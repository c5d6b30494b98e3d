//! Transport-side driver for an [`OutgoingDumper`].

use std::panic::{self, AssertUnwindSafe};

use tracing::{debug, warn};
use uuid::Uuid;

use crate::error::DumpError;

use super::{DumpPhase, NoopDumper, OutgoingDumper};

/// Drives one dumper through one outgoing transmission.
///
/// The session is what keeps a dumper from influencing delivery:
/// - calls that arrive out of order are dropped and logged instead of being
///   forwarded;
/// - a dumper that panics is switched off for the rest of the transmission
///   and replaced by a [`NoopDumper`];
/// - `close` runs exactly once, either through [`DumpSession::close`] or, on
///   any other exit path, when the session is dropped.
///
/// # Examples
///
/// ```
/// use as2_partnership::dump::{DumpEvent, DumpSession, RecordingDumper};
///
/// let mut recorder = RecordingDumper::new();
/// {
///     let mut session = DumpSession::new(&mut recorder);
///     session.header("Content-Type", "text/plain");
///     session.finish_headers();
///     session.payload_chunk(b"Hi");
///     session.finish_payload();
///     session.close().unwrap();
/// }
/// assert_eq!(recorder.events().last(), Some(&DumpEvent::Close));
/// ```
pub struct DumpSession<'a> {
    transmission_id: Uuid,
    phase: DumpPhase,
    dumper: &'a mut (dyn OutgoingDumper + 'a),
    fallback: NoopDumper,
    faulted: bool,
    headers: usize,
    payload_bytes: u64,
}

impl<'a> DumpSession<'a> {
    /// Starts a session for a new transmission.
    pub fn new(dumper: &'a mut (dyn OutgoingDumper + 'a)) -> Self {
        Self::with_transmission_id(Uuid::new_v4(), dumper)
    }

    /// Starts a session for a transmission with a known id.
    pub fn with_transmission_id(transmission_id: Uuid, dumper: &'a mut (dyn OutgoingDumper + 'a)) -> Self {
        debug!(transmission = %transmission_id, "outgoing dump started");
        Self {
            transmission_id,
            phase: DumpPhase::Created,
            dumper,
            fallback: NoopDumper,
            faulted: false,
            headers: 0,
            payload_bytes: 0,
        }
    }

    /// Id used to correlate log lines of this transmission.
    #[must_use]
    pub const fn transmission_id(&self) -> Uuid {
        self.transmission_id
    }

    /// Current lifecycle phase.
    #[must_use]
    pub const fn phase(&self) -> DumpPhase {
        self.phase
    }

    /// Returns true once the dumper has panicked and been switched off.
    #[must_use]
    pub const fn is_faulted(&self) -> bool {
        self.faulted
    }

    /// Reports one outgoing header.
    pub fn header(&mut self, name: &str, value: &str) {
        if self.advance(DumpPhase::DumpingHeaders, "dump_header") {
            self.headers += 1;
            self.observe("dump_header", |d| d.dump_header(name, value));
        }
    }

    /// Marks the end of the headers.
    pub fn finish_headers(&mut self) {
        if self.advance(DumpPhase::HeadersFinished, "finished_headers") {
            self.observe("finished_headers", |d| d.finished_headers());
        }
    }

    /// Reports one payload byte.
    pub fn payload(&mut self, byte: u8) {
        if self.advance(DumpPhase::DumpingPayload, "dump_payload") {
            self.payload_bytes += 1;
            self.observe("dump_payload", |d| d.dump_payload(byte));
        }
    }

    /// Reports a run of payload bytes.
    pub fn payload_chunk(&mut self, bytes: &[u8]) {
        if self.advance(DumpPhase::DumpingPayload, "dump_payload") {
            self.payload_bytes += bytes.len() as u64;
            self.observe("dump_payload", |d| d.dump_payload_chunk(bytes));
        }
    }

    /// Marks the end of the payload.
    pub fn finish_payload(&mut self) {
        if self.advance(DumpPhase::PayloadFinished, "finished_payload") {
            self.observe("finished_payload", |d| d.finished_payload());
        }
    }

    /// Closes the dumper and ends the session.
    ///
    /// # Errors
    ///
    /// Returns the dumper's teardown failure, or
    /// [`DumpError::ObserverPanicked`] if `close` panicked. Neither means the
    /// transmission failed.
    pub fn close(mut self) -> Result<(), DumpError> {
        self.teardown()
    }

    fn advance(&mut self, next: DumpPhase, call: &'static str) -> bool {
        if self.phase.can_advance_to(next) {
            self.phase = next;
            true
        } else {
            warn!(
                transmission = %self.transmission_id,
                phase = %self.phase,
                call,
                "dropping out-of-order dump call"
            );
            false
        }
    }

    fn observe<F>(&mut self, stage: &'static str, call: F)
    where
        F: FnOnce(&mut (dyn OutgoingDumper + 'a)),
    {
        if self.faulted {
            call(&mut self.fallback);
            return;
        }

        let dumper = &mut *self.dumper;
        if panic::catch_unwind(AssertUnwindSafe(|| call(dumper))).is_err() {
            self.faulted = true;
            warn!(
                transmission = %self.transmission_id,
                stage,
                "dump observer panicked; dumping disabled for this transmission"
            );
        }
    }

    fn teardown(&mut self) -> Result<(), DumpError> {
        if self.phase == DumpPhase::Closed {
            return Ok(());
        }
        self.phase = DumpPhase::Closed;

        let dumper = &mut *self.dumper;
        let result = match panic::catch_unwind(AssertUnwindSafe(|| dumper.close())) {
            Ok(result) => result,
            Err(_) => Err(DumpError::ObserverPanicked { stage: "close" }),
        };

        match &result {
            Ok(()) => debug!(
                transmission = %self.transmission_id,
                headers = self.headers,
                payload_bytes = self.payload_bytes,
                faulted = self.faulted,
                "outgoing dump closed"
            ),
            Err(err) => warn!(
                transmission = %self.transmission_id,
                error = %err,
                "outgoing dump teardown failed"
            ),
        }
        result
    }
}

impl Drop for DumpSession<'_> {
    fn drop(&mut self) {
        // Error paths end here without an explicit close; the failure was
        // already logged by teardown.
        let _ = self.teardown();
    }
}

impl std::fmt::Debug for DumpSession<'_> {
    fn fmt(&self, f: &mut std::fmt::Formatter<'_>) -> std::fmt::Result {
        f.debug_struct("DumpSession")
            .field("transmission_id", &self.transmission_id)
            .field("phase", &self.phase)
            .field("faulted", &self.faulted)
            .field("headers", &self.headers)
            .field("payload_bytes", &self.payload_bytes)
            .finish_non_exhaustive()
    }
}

▶ **Problem**: Your response should consist of the listing, reproduced exactly.

▶ **Response area**:
repository c5d6b30494b98e3d
//! Transport-side driver for an [`OutgoingDumper`].

use std::panic::{self, AssertUnwindSafe};

use tracing::{debug, warn};
use uuid::Uuid;

use crate::error::DumpError;

use super::{DumpPhase, NoopDumper, OutgoingDumper};

/// Drives one dumper through one outgoing transmission.
///
/// The session is what keeps a dumper from influencing delivery:
/// - calls that arrive out of order are dropped and logged instead of being
///   forwarded;
/// - a dumper that panics is switched off for the rest of the transmission
///   and replaced by a [`NoopDumper`];
/// - `close` runs exactly once, either through [`DumpSession::close`] or, on
///   any other exit path, when the session is dropped.
///
/// # Examples
///
/// ```
/// use as2_partnership::dump::{DumpEvent, DumpSession, RecordingDumper};
///
/// let mut recorder = RecordingDumper::new();
/// {
///     let mut session = DumpSession::new(&mut recorder);
///     session.header("Content-Type", "text/plain");
///     session.finish_headers();
///     session.payload_chunk(b"Hi");
///     session.finish_payload();
///     session.close().unwrap();
/// }
/// assert_eq!(recorder.events().last(), Some(&DumpEvent::Close));
/// ```
pub struct DumpSession<'a> {
    transmission_id: Uuid,
    phase: DumpPhase,
    dumper: &'a mut (dyn OutgoingDumper + 'a),
    fallback: NoopDumper,
    faulted: bool,
    headers: usize,
    payload_bytes: u64,
}

impl<'a> DumpSession<'a> {
    /// Starts a session for a new transmission.
    pub fn new(dumper: &'a mut (dyn OutgoingDumper + 'a)) -> Self {
        Self::with_transmission_id(Uuid::new_v4(), dumper)
    }

    /// Starts a session for a transmission with a known id.
    pub fn with_transmission_id(transmission_id: Uuid, dumper: &'a mut (dyn OutgoingDumper + 'a)) -> Self {
        debug!(transmission = %transmission_id, "outgoing dump started");
        Self {
            transmission_id,
            phase: DumpPhase::Created,
            dumper,
            fallback: NoopDumper,
            faulted: false,
            headers: 0,
            payload_bytes: 0,
        }
    }

    /// Id used to correlate log lines of this transmission.
    #[must_use]
    pub const fn transmission_id(&self) -> Uuid {
        self.transmission_id
    }

    /// Current lifecycle phase.
    #[must_use]
    pub const fn phase(&self) -> DumpPhase {
        self.phase
    }

    /// Returns true once the dumper has panicked and been switched off.
    #[must_use]
    pub const fn is_faulted(&self) -> bool {
        self.faulted
    }

    /// Reports one outgoing header.
    pub fn header(&mut self, name: &str, value: &str) {
        if self.advance(DumpPhase::DumpingHeaders, "dump_header") {
            self.headers += 1;
            self.observe("dump_header", |d| d.dump_header(name, value));
        }
    }

    /// Marks the end of the headers.
    pub fn finish_headers(&mut self) {
        if self.advance(DumpPhase::HeadersFinished, "finished_headers") {
            self.observe("finished_headers", |d| d.finished_headers());
        }
    }

    /// Reports one payload byte.
    pub fn payload(&mut self, byte: u8) {
        if self.advance(DumpPhase::DumpingPayload, "dump_payload") {
            self.payload_bytes += 1;
            self.observe("dump_payload", |d| d.dump_payload(byte));
        }
    }

    /// Reports a run of payload bytes.
    pub fn payload_chunk(&mut self, bytes: &[u8]) {
        if self.advance(DumpPhase::DumpingPayload, "dump_payload") {
            self.payload_bytes += bytes.len() as u64;
            self.observe("dump_payload", |d| d.dump_payload_chunk(bytes));
        }
    }

    /// Marks the end of the payload.
    pub fn finish_payload(&mut self) {
        if self.advance(DumpPhase::PayloadFinished, "finished_payload") {
            self.observe("finished_payload", |d| d.finished_payload());
        }
    }

    /// Closes the dumper and ends the session.
    ///
    /// # Errors
    ///
    /// Returns the dumper's teardown failure, or
    /// [`DumpError::ObserverPanicked`] if `close` panicked. Neither means the
    /// transmission failed.
    pub fn close(mut self) -> Result<(), DumpError> {
        self.teardown()
    }

    fn advance(&mut self, next: DumpPhase, call: &'static str) -> bool {
        if self.phase.can_advance_to(next) {
            self.phase = next;
            true
        } else {
            warn!(
                transmission = %self.transmission_id,
                phase = %self.phase,
                call,
                "dropping out-of-order dump call"
            );
            false
        }
    }

    fn observe<F>(&mut self, stage: &'static str, call: F)
    where
        F: FnOnce(&mut (dyn OutgoingDumper + 'a)),
    {
        if self.faulted {
            call(&mut self.fallback);
            return;
        }

        let dumper = &mut *self.dumper;
        if panic::catch_unwind(AssertUnwindSafe(|| call(dumper))).is_err() {
            self.faulted = true;
            warn!(
                transmission = %self.transmission_id,
                stage,
                "dump observer panicked; dumping disabled for this transmission"
            );
        }
    }

    fn teardown(&mut self) -> Result<(), DumpError> {
        if self.phase == DumpPhase::Closed {
            return Ok(());
        }
        self.phase = DumpPhase::Closed;

        let dumper = &mut *self.dumper;
        let result = match panic::catch_unwind(AssertUnwindSafe(|| dumper.close())) {
            Ok(result) => result,
            Err(_) => Err(DumpError::ObserverPanicked { stage: "close" }),
        };

        match &result {
            Ok(()) => debug!(
                transmission = %self.transmission_id,
                headers = self.headers,
                payload_bytes = self.payload_bytes,
                faulted = self.faulted,
                "outgoing dump closed"
            ),
            Err(err) => warn!(
                transmission = %self.transmission_id,
                error = %err,
                "outgoing dump teardown failed"
            ),
        }
        result
    }
}

impl Drop for DumpSession<'_> {
    fn drop(&mut self) {
        // Error paths end here without an explicit close; the failure was
        // already logged by teardown.
        let _ = self.teardown();
    }
}

impl std::fmt::Debug for DumpSession<'_> {
    fn fmt(&self, f: &mut std::fmt::Formatter<'_>) -> std::fmt::Result {
        f.debug_struct("DumpSession")
            .field("transmission_id", &self.transmission_id)
            .field("phase", &self.phase)
            .field("faulted", &self.faulted)
            .field("headers", &self.headers)
            .field("payload_bytes", &self.payload_bytes)
            .finish_non_exhaustive()
    }
}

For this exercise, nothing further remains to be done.